Сначала Борланд не понял его слов. Ему показалось, что Камаз и есть человек Клинча, законспирированный по самые помидоры. Затем понял, что в устах старика это была просто фигура речи.
— Нет никакого послания, — сказал Борланд. — Никто не пытается выбить из-под тебя трон. Ты сам видишь, что нравишься людям все меньше. И это не моя проблема.
— Чего ты хочешь? — прервал его старик.
— Мне нужна твоя помощь.
Камаз сильнее стиснул перила костлявыми пальцами с выпиравшими суставами. Все же он действительно постарел раньше времени — его подводило не только тело, но и самообладание.
— Что, твои не могут помочь тебе с просьбой?
— Мои заинтересованы в том, чтобы я обратился к тебе, — ответил Борланд.
— Чего ты хочешь?
— Мне нужно попасть на верхний уровень «Вертикали».
По лицу Камаза пробежала самодовольная ухмылка. Было видно, что он знает, как решить подобный вопрос. Авторитет словно просиял, как старейшина племени, которого уважают исключительно за некоторые знания, мало кому нужные, но известные только ему одному. И Борланд понял: Камаз сам заинтересован, чтобы кто-нибудь отправился наверх. Что-то ему там было нужно.

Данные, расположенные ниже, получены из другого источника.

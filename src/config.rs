// src/config.rs

//! Manages gateway configuration: loading, resolving defaults, and validation.

use anyhow::{Context, Result, anyhow};
use serde::{Deserialize, Serialize};
use std::fs;
use std::time::Duration;
use tracing::warn;

/// Where and how to reach the shared upstream server.
#[derive(Serialize, Deserialize, Debug, Clone)]
pub struct UpstreamConfig {
    /// `"tcp"` or `"unix"`.
    #[serde(default = "default_network")]
    pub network: String,
    /// `host:port` for TCP, a socket path for Unix.
    #[serde(default = "default_upstream_address")]
    pub address: String,
    /// Bound on establishing the upstream connection (including TLS).
    #[serde(with = "humantime_serde", default = "default_connect_timeout")]
    pub connect_timeout: Duration,
    /// Bound on each handshake round-trip with the upstream. `0s` disables the bound.
    #[serde(with = "humantime_serde", default = "default_handshake_timeout")]
    pub handshake_timeout: Duration,
    #[serde(default)]
    pub tls_enabled: bool,
    /// Name used for TLS verification. Defaults to the host part of `address`.
    #[serde(default)]
    pub tls_server_name: Option<String>,
}

impl UpstreamConfig {
    /// The handshake bound, or `None` when it is disabled.
    pub fn handshake_timeout(&self) -> Option<Duration> {
        (!self.handshake_timeout.is_zero()).then_some(self.handshake_timeout)
    }

    /// The name to verify the upstream's certificate against.
    pub fn tls_server_name(&self) -> String {
        if let Some(name) = &self.tls_server_name {
            return name.clone();
        }
        match self.address.rsplit_once(':') {
            Some((host, _)) => host.trim_start_matches('[').trim_end_matches(']').to_string(),
            None => self.address.clone(),
        }
    }
}

impl Default for UpstreamConfig {
    fn default() -> Self {
        Self {
            network: default_network(),
            address: default_upstream_address(),
            connect_timeout: default_connect_timeout(),
            handshake_timeout: default_handshake_timeout(),
            tls_enabled: false,
            tls_server_name: None,
        }
    }
}

fn default_network() -> String {
    "tcp".to_string()
}
fn default_upstream_address() -> String {
    "127.0.0.1:6379".to_string()
}
fn default_connect_timeout() -> Duration {
    Duration::from_secs(5)
}
fn default_handshake_timeout() -> Duration {
    Duration::from_secs(30)
}

/// Configuration for TLS termination of client connections.
#[derive(Serialize, Deserialize, Debug, Clone, Default)]
pub struct TlsConfig {
    #[serde(default)]
    pub enabled: bool,
    #[serde(default = "default_cert_path")]
    pub cert_path: String,
    #[serde(default = "default_key_path")]
    pub key_path: String,
}

fn default_cert_path() -> String {
    "respgate.crt".to_string()
}
fn default_key_path() -> String {
    "respgate.key".to_string()
}

/// Configuration for the Prometheus metrics exporter.
#[derive(Serialize, Deserialize, Debug, Clone, Default)]
pub struct MetricsConfig {
    /// If true, an HTTP server will be started to expose Prometheus metrics.
    #[serde(default)]
    pub enabled: bool,
    /// The port for the Prometheus metrics server.
    #[serde(default = "default_metrics_port")]
    pub port: u16,
}

fn default_metrics_port() -> u16 {
    9121
}

/// A raw representation of the config file before validation.
#[derive(Deserialize)]
struct RawConfig {
    #[serde(default = "default_host")]
    host: String,
    #[serde(default = "default_port")]
    port: u16,
    #[serde(default = "default_log_level")]
    log_level: String,
    #[serde(default = "default_max_clients")]
    max_clients: usize,
    #[serde(default)]
    credentials_file: Option<String>,
    #[serde(default)]
    upstream: UpstreamConfig,
    #[serde(default)]
    tls: TlsConfig,
    #[serde(default)]
    metrics: MetricsConfig,
}

fn default_host() -> String {
    "127.0.0.1".to_string()
}
fn default_port() -> u16 {
    6380
}
fn default_log_level() -> String {
    "info".to_string()
}
fn default_max_clients() -> usize {
    10000
}

/// Represents the final, validated gateway configuration.
#[derive(Debug, Clone, Serialize, Deserialize)]
pub struct Config {
    pub host: String,
    pub port: u16,
    pub log_level: String,
    pub max_clients: usize,
    #[serde(skip_serializing_if = "Option::is_none")]
    pub credentials_file: Option<String>,
    pub upstream: UpstreamConfig,
    #[serde(default)]
    pub tls: TlsConfig,
    #[serde(default)]
    pub metrics: MetricsConfig,
}

impl Default for Config {
    fn default() -> Self {
        Self {
            host: default_host(),
            port: default_port(),
            log_level: default_log_level(),
            max_clients: default_max_clients(),
            credentials_file: None,
            upstream: UpstreamConfig::default(),
            tls: TlsConfig::default(),
            metrics: MetricsConfig::default(),
        }
    }
}

impl Config {
    /// Creates a new `Config` instance by reading and parsing a TOML file.
    pub fn from_file(path: &str) -> Result<Self> {
        let contents = fs::read_to_string(path)
            .with_context(|| format!("Failed to read config file at '{path}'"))?;
        Self::from_toml(&contents).with_context(|| format!("Invalid config file '{path}'"))
    }

    /// Parses and validates a configuration from TOML text.
    pub fn from_toml(contents: &str) -> Result<Self> {
        let raw_config: RawConfig = toml::from_str(contents).context("Failed to parse TOML")?;

        let config = Config {
            host: raw_config.host,
            port: raw_config.port,
            log_level: raw_config.log_level,
            max_clients: raw_config.max_clients,
            credentials_file: raw_config.credentials_file,
            upstream: raw_config.upstream,
            tls: raw_config.tls,
            metrics: raw_config.metrics,
        };

        config.validate()?;
        Ok(config)
    }

    /// Validates the configuration to ensure logical consistency.
    pub fn validate(&self) -> Result<()> {
        if self.port == 0 {
            return Err(anyhow!("port cannot be 0"));
        }
        if self.host.trim().is_empty() {
            return Err(anyhow!("host cannot be empty"));
        }
        if self.max_clients == 0 {
            return Err(anyhow!("max_clients cannot be 0"));
        }

        match self.upstream.network.as_str() {
            "tcp" => {}
            "unix" => {
                if self.upstream.tls_enabled {
                    return Err(anyhow!("upstream.tls_enabled requires the tcp network"));
                }
            }
            other => {
                return Err(anyhow!(
                    "upstream.network must be 'tcp' or 'unix', got '{other}'"
                ));
            }
        }
        if self.upstream.address.trim().is_empty() {
            return Err(anyhow!("upstream.address cannot be empty"));
        }
        if self.upstream.connect_timeout.is_zero() {
            return Err(anyhow!("upstream.connect_timeout cannot be 0"));
        }
        if self.upstream.handshake_timeout().is_none() {
            warn!(
                "upstream.handshake_timeout is disabled. A stalled upstream can pin a session indefinitely."
            );
        }

        if self.tls.enabled {
            if self.tls.cert_path.trim().is_empty() {
                return Err(anyhow!("tls.cert_path cannot be empty when TLS is enabled"));
            }
            if self.tls.key_path.trim().is_empty() {
                return Err(anyhow!("tls.key_path cannot be empty when TLS is enabled"));
            }
        }

        if self.metrics.enabled {
            if self.metrics.port == 0 {
                return Err(anyhow!("metrics.port cannot be 0"));
            }
            if self.metrics.port == self.port {
                return Err(anyhow!(
                    "metrics.port cannot be the same as the main server port"
                ));
            }
        }

        if self.credentials_file.is_none() {
            warn!("No credentials_file configured. Every tenant will use the upstream's default database.");
        }
        Ok(())
    }
}
// src/connection/guard.rs

//! Defines `ConnectionGuard`, an RAII guard for connection accounting.

use crate::core::metrics;
use std::net::SocketAddr;
use tracing::debug;

/// Counts a session as connected for exactly as long as the guard is alive, so the
/// gauge stays correct however the handler exits.
pub struct ConnectionGuard {
    session_id: u64,
    addr: SocketAddr,
}

impl ConnectionGuard {
    pub(crate) fn new(session_id: u64, addr: SocketAddr) -> Self {
        metrics::CONNECTED_CLIENTS.inc();
        Self { session_id, addr }
    }
}

impl Drop for ConnectionGuard {
    fn drop(&mut self) {
        metrics::CONNECTED_CLIENTS.dec();
        debug!(
            "Session {}: connection from {} released",
            self.session_id, self.addr
        );
    }
}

— Прежде чем мы обсудим твою просьбу, мне нужно знать одну вещь, — сказал Камаз. — Ты планируешь побег?
— Нет, я не планирую побег. Если ты хотел расстаться с этими уютными стенами, я понятия не имею, как тебе помочь. Мне нужно оказаться наверху, в Орловском централе.
— А затем?
— Затем я вернусь. Если, конечно, способ попадания наверх подразумевает возможность возврата.
— Подразумевает, — сказал Камаз.
— Стало быть, способ существует.
— Да.
— И кто-то им пользуется.
— Никто им не пользуется, — ответил Камаз угрюмо. — Потому что наверху тоже тюрьма. Есть только один путь попадания наверх в обход охраны, и он заканчивается крылом с заключенными.

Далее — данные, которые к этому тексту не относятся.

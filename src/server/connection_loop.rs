// src/server/connection_loop.rs

//! Contains the accept loop, credential reloads, and graceful shutdown.

use super::context::ServerContext;
use super::stream::ClientStream;
use crate::connection::ConnectionHandler;
use crate::core::credentials::load_credentials_file;
use crate::core::metrics;
use crate::core::protocol::RespFrame;
use crate::core::state::GatewayState;
use anyhow::{Result, anyhow};
use std::net::SocketAddr;
use std::sync::Arc;
use std::time::Duration;
use tokio::io::AsyncWriteExt;
use tokio::net::TcpStream;
use tokio::signal::unix::{SignalKind, signal};
use tokio::sync::{OwnedSemaphorePermit, broadcast};
use tokio::task::JoinSet;
use tokio_rustls::TlsAcceptor;
use tracing::{debug, error, info, warn};

/// How long shutdown waits for client sessions before aborting them.
const CLIENT_DRAIN_TIMEOUT: Duration = Duration::from_secs(5);

/// The accept loop. Runs until SIGINT, SIGTERM, or a failed background task.
pub async fn run(mut ctx: ServerContext) -> Result<()> {
    let mut session_id_counter: u64 = 0;
    let mut client_tasks = JoinSet::new();

    let mut sigint = signal(SignalKind::interrupt())
        .map_err(|e| anyhow!("Failed to register SIGINT handler: {}", e))?;
    let mut sigterm = signal(SignalKind::terminate())
        .map_err(|e| anyhow!("Failed to register SIGTERM handler: {}", e))?;
    let mut sighup = signal(SignalKind::hangup())
        .map_err(|e| anyhow!("Failed to register SIGHUP handler: {}", e))?;

    loop {
        tokio::select! {
            biased;

            _ = sigint.recv() => {
                info!("SIGINT received, initiating graceful shutdown.");
                break;
            }
            _ = sigterm.recv() => {
                info!("SIGTERM received, initiating graceful shutdown.");
                break;
            }
            _ = sighup.recv() => {
                info!("SIGHUP received, reloading credentials.");
                if let Err(e) = reload_credentials(&ctx.state).await {
                    error!("Credential reload failed, keeping the previous credentials: {:#}", e);
                }
            }

            Some(res) = ctx.background_tasks.join_next() => {
                match res {
                    Ok(Ok(())) => warn!("A background task finished unexpectedly without an error."),
                    Ok(Err(e)) => { error!("CRITICAL: Background task failed: {}. Shutting down.", e); break; }
                    Err(e) => { error!("CRITICAL: Background task panicked: {e:?}. Shutting down."); break; }
                }
            },

            res = ctx.listener.accept() => {
                let (socket, addr) = match res {
                    Ok(accepted) => accepted,
                    Err(e) => {
                        error!("Failed to accept connection: {}", e);
                        continue;
                    }
                };
                debug!("Accepted new connection from: {}", addr);
                metrics::CONNECTIONS_RECEIVED_TOTAL.inc();
                if let Err(e) = socket.set_nodelay(true) {
                    debug!("Could not set TCP_NODELAY for {}: {}", addr, e);
                }

                // Acquired before spawning so that the limit holds even while TLS
                // handshakes are still pending.
                let permit = ctx.connection_permits.clone().try_acquire_owned().ok();

                session_id_counter = session_id_counter.wrapping_add(1);
                let session_id = session_id_counter;
                let state = ctx.state.clone();
                let shutdown_rx = ctx.shutdown_tx.subscribe();
                let acceptor = ctx.acceptor.clone();

                client_tasks.spawn(async move {
                    serve_connection(socket, addr, acceptor, permit, state, session_id, shutdown_rx).await;
                });
            },

            Some(res) = client_tasks.join_next() => {
                if let Err(e) = res
                    && e.is_panic()
                {
                    error!("A client handler panicked: {e:?}");
                }
            },
        }
    }

    info!("Shutting down. Sending signal to all tasks.");
    if ctx.shutdown_tx.send(()).is_err() {
        debug!("No task was listening for the shutdown signal.");
    }

    if tokio::time::timeout(CLIENT_DRAIN_TIMEOUT, async {
        while client_tasks.join_next().await.is_some() {}
    })
    .await
    .is_err()
    {
        warn!("Timed out waiting for client sessions to close; aborting the rest.");
        client_tasks.shutdown().await;
    }
    info!("All client connections closed.");

    if tokio::time::timeout(Duration::from_secs(10), async {
        while ctx.background_tasks.join_next().await.is_some() {}
    })
    .await
    .is_err()
    {
        warn!("Timed out waiting for background tasks to finish cleanly.");
    };
    info!("Gateway shutdown complete.");
    Ok(())
}

/// Completes TLS if configured, then either runs the session or turns the client away
/// when no connection permit was available.
async fn serve_connection(
    socket: TcpStream,
    addr: SocketAddr,
    acceptor: Option<TlsAcceptor>,
    permit: Option<OwnedSemaphorePermit>,
    state: Arc<GatewayState>,
    session_id: u64,
    shutdown_rx: broadcast::Receiver<()>,
) {
    let stream = match acceptor {
        Some(acceptor) => match acceptor.accept(socket).await {
            Ok(tls_stream) => {
                debug!("TLS handshake successful for {addr}");
                ClientStream::Tls(Box::new(tls_stream))
            }
            Err(e) => {
                warn!("TLS handshake error for {addr}: {e}");
                return;
            }
        },
        None => ClientStream::Tcp(socket),
    };

    let Some(_permit) = permit else {
        reject_over_limit(stream, addr).await;
        return;
    };

    debug!(
        "Session {} for {} starting (tls: {}).",
        session_id,
        addr,
        stream.is_tls()
    );
    let handler = ConnectionHandler::new(stream, addr, state, session_id, shutdown_rx);
    if let Err(e) = handler.run().await {
        debug!("Connection from {} terminated with error: {}", addr, e);
    }
}

async fn reject_over_limit(mut stream: ClientStream, addr: SocketAddr) {
    warn!("Rejecting connection from {}: max number of clients reached.", addr);
    metrics::CONNECTIONS_REJECTED_TOTAL.inc();
    let Ok(reply) = RespFrame::Error("ERR max number of clients reached".into()).encode_to_vec()
    else {
        return;
    };
    let write = async {
        stream.write_all(&reply).await?;
        stream.shutdown().await
    };
    if let Ok(Err(e)) = tokio::time::timeout(Duration::from_secs(1), write).await {
        debug!("Could not deliver rejection to {}: {}", addr, e);
    }
}

/// Re-reads the configured credentials file and swaps it in whole. On any error the
/// active snapshot is left untouched.
pub async fn reload_credentials(state: &GatewayState) -> Result<usize> {
    let Some(path) = &state.config.credentials_file else {
        warn!("No credentials_file configured; nothing to reload.");
        metrics::CREDENTIAL_RELOADS_TOTAL
            .with_label_values(&["skipped"])
            .inc();
        return Ok(state.credentials.len());
    };

    match load_credentials_file(path).await {
        Ok(snapshot) => {
            let count = snapshot.len();
            state.credentials.replace(snapshot);
            metrics::CREDENTIALS_LOADED.set(count as f64);
            metrics::CREDENTIAL_RELOADS_TOTAL
                .with_label_values(&["ok"])
                .inc();
            info!("Reloaded {} tenant credential(s) from '{}'.", count, path);
            Ok(count)
        }
        Err(e) => {
            metrics::CREDENTIAL_RELOADS_TOTAL
                .with_label_values(&["error"])
                .inc();
            Err(e)
        }
    }
}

— То есть тот, кто попадет наверх, все равно окажется за решеткой?
— Да, причем в куда менее вежливом обществе. Централ давно используется как СИЗО с нарушениями законодательства. Когда человек уже в изоляторе, но еще не в тюрьме, он опасен, как новорожденный ястреб. Сильно не укусит, зато кусает всех подряд.